[RECORD SET Boundary: Start]

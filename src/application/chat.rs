//! Chat service - session-scoped question answering.
//!
//! Loads the session's history, runs the turn, and persists the exchange.
//! Only the user message and the final answer are persisted; tool traffic
//! stays turn-internal. Nothing is persisted when the turn fails, so a
//! retry sees the same history as the failed attempt.

use std::sync::Arc;

use thiserror::Error;
use tokio::sync::mpsc;
use tracing::{info, instrument};

use crate::domain::agent::{Message, MessageOrigin, TurnState};
use crate::domain::foundation::SessionId;
use crate::ports::{ConversationStore, StoreError, ToolExecutionContext};

use super::turn::{TurnError, TurnEvent, TurnRunner};

/// Errors the chat service can produce.
#[derive(Debug, Error)]
pub enum ChatError {
    /// The user message was empty or whitespace.
    #[error("message must not be empty")]
    EmptyMessage,

    /// The session does not exist.
    #[error("session not found: {0}")]
    SessionNotFound(SessionId),

    /// The turn aborted.
    #[error(transparent)]
    Turn(#[from] TurnError),

    /// Persistence failed.
    #[error(transparent)]
    Store(#[from] StoreError),
}

/// Outcome of one completed chat exchange.
#[derive(Debug)]
pub struct ChatTurn {
    /// Session the exchange belongs to
    pub session: SessionId,

    /// The final answer
    pub answer: String,

    /// How many Researcher invocations the turn took
    pub research_iterations: usize,

    /// True if the iteration cap forced the Writer
    pub forced_writer: bool,
}

/// Session-scoped question answering over the orchestration graph.
pub struct ChatService {
    store: Arc<dyn ConversationStore>,
    runner: TurnRunner,
    history_limit: u32,
    top_k: usize,
}

impl ChatService {
    /// Default number of history messages loaded per turn.
    pub const DEFAULT_HISTORY_LIMIT: u32 = 20;

    /// Creates a chat service.
    pub fn new(store: Arc<dyn ConversationStore>, runner: TurnRunner, top_k: usize) -> Self {
        Self {
            store,
            runner,
            history_limit: Self::DEFAULT_HISTORY_LIMIT,
            top_k,
        }
    }

    /// Overrides the history window.
    pub fn with_history_limit(mut self, limit: u32) -> Self {
        self.history_limit = limit;
        self
    }

    /// Answers one user message within a session.
    #[instrument(skip(self, text, events), fields(session = %session))]
    pub async fn send_message(
        &self,
        session: &SessionId,
        text: &str,
        events: Option<&mpsc::UnboundedSender<TurnEvent>>,
    ) -> Result<ChatTurn, ChatError> {
        let text = text.trim();
        if text.is_empty() {
            return Err(ChatError::EmptyMessage);
        }

        let record = self
            .store
            .find_session(session)
            .await?
            .ok_or(ChatError::SessionNotFound(*session))?;

        let history = self.store.read_history(session, self.history_limit).await?;
        let mut messages: Vec<Message> = history
            .into_iter()
            .map(|stored| match stored.origin {
                MessageOrigin::Assistant => Message::assistant(stored.content),
                _ => Message::user(stored.content),
            })
            .collect();
        messages.push(Message::user(text));

        let context =
            ToolExecutionContext::new(record.knowledge_base.clone(), record.id, self.top_k);
        let outcome = self
            .runner
            .run(TurnState::from_messages(messages), &context, events)
            .await?;

        // One transaction: a user message never lands without its answer.
        self.store
            .append_exchange(session, text, &outcome.answer)
            .await?;

        info!(
            iterations = outcome.research_iterations,
            forced = outcome.forced_writer,
            "turn completed"
        );

        Ok(ChatTurn {
            session: *session,
            answer: outcome.answer,
            research_iterations: outcome.research_iterations,
            forced_writer: outcome.forced_writer,
        })
    }
}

[RECORD SET Boundary: End]

◆ **PROBLEM DETAILS**: Search the data above for the string "scoped". Report every line where it is found.

◆ **ANSWER BOX**:
//! Chat service - session-scoped question answering.
/// Session-scoped question answering over the orchestration graph.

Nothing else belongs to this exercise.